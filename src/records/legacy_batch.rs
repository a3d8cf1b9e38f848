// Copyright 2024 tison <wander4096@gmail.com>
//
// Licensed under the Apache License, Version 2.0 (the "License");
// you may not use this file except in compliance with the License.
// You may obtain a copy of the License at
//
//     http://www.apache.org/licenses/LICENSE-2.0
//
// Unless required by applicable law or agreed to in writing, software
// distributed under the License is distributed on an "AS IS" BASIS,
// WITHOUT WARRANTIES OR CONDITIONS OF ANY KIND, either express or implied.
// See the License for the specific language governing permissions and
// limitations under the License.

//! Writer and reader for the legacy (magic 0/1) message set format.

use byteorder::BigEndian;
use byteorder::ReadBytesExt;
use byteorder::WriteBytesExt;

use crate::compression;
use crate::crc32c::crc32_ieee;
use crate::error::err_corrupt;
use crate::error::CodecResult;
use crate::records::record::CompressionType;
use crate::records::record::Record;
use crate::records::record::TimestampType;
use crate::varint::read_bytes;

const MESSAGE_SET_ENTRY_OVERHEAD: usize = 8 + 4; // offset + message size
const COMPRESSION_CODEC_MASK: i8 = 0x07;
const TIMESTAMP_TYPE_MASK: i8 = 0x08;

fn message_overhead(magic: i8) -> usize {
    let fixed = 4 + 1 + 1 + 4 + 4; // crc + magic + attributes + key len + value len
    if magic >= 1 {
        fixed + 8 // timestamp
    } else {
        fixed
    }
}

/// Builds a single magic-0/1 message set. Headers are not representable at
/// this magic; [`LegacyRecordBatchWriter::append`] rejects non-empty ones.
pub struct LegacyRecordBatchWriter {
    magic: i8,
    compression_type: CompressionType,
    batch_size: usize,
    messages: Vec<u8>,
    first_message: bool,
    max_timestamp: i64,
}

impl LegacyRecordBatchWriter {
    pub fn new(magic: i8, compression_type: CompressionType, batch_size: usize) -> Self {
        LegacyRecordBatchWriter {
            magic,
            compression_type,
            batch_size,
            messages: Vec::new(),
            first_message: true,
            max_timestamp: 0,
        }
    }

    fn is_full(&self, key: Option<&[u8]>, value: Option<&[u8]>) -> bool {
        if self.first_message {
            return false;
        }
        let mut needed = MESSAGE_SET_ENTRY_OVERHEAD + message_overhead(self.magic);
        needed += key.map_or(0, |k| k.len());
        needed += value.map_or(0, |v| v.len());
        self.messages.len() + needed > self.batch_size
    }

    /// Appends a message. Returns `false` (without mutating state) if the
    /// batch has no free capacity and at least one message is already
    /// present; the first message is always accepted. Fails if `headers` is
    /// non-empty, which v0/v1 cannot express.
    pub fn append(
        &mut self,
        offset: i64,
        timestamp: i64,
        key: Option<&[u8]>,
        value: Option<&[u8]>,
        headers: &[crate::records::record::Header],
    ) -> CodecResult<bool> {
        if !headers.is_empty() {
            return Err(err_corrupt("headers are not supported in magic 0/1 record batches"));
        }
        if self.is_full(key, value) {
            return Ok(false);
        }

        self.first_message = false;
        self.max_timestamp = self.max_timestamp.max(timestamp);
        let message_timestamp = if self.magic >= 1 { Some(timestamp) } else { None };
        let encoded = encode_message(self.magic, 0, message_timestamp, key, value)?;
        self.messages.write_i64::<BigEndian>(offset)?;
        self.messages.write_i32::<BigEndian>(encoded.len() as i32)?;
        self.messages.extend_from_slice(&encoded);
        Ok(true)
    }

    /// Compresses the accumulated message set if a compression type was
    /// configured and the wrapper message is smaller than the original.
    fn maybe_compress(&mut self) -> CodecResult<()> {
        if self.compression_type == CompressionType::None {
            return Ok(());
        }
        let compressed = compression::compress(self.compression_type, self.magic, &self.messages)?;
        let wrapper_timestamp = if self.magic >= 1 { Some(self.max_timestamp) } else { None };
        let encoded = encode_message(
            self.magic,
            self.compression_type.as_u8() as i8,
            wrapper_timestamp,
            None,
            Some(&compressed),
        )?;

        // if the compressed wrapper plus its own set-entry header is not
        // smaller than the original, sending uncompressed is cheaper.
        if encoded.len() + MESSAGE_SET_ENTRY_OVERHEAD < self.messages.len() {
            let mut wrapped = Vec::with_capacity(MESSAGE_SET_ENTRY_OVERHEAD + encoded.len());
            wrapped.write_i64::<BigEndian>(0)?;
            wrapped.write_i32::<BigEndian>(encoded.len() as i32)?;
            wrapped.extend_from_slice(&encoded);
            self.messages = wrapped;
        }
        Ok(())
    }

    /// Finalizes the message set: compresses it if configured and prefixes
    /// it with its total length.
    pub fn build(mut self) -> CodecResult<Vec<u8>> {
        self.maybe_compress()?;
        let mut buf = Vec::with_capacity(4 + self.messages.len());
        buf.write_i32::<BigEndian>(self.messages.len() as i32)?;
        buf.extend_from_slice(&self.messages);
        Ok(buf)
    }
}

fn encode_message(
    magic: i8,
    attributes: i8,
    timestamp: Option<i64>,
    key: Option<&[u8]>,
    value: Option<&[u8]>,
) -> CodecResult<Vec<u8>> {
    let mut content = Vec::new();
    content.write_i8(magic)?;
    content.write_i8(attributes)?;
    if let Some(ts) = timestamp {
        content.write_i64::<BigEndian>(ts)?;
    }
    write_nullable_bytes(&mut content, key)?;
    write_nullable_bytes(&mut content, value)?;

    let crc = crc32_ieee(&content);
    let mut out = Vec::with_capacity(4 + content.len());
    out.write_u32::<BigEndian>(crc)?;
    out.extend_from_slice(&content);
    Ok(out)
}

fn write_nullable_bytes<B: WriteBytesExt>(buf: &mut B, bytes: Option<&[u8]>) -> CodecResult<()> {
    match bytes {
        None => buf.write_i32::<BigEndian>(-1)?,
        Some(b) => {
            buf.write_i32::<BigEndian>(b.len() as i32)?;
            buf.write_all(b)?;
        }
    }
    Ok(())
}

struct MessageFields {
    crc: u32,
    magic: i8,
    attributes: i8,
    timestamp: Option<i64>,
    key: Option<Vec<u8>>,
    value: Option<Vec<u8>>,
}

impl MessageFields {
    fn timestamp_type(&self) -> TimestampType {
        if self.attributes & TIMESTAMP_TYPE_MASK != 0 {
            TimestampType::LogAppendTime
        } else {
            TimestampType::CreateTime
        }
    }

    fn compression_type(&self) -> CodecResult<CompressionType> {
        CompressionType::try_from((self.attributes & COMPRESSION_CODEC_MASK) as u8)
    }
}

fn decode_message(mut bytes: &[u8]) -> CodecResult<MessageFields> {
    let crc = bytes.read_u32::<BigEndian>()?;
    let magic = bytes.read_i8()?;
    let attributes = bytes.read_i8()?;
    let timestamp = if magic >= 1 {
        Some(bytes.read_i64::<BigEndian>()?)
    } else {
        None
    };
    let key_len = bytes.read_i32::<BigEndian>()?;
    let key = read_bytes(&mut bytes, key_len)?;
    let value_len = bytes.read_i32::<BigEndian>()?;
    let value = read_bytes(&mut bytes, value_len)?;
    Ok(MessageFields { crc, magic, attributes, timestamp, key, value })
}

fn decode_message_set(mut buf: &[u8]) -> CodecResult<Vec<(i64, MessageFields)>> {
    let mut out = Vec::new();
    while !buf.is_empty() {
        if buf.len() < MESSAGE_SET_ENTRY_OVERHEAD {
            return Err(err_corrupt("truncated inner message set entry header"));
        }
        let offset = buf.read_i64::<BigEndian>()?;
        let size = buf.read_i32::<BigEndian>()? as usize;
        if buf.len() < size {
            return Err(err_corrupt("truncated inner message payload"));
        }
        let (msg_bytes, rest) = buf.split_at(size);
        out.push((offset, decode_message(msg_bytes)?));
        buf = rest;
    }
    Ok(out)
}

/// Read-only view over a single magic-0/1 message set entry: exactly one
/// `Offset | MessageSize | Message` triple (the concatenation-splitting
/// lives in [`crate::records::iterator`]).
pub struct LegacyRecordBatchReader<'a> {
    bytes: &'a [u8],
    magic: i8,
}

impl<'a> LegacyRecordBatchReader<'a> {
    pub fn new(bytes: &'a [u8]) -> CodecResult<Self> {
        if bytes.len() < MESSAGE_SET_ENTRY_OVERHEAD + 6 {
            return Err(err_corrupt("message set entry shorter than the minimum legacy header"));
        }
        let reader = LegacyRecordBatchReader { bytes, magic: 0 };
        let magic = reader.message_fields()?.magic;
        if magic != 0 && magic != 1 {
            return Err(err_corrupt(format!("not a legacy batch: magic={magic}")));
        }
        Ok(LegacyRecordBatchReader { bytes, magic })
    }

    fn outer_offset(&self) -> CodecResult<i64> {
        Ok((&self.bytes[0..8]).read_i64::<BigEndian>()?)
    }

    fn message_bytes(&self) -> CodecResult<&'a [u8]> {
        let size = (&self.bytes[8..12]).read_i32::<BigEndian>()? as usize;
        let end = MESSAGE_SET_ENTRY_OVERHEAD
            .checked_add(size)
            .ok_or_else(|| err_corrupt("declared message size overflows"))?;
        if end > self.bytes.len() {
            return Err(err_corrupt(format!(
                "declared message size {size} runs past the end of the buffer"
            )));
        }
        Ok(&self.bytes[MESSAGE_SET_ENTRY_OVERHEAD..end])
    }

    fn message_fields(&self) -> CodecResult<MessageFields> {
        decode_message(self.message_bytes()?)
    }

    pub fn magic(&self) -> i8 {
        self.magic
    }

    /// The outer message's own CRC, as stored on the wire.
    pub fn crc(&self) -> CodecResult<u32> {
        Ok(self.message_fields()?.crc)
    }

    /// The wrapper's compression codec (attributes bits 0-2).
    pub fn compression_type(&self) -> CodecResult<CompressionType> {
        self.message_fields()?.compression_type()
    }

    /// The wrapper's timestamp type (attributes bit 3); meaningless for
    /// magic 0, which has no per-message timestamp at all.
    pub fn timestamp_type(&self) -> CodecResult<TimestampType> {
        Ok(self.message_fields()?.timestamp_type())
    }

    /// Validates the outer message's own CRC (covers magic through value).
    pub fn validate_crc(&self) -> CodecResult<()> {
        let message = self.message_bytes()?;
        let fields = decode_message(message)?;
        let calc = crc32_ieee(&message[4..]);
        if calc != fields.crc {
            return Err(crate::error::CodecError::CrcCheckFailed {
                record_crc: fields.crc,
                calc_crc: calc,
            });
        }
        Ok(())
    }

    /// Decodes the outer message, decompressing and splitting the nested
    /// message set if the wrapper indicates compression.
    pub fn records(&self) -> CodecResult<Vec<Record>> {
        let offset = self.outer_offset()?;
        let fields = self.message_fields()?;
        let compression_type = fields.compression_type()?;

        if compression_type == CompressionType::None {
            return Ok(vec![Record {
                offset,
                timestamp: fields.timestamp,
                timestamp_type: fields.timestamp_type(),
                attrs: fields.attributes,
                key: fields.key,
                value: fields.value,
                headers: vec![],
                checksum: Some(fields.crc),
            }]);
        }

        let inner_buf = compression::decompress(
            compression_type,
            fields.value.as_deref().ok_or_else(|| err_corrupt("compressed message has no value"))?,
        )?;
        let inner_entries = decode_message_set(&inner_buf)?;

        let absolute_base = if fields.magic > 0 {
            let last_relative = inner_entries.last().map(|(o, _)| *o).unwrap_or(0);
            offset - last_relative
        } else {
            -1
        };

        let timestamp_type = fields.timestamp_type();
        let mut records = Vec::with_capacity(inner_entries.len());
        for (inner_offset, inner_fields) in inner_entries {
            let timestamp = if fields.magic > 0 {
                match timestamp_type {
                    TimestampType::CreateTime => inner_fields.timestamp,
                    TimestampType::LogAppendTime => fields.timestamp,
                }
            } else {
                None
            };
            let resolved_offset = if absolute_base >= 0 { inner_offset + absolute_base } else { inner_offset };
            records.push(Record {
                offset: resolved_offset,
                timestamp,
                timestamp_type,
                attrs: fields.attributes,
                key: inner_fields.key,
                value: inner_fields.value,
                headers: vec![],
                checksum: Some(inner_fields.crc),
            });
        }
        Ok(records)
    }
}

────────────────

**What is expected**:
Go through the listing, and whenever a line contains the string "Option", copy that line.

**Solved problem**:
    fn is_full(&self, key: Option<&[u8]>, value: Option<&[u8]>) -> bool {
        key: Option<&[u8]>,
        value: Option<&[u8]>,
    timestamp: Option<i64>,
    key: Option<&[u8]>,
    value: Option<&[u8]>,
fn write_nullable_bytes<B: WriteBytesExt>(buf: &mut B, bytes: Option<&[u8]>) -> CodecResult<()> {
    timestamp: Option<i64>,
    key: Option<Vec<u8>>,
    value: Option<Vec<u8>>,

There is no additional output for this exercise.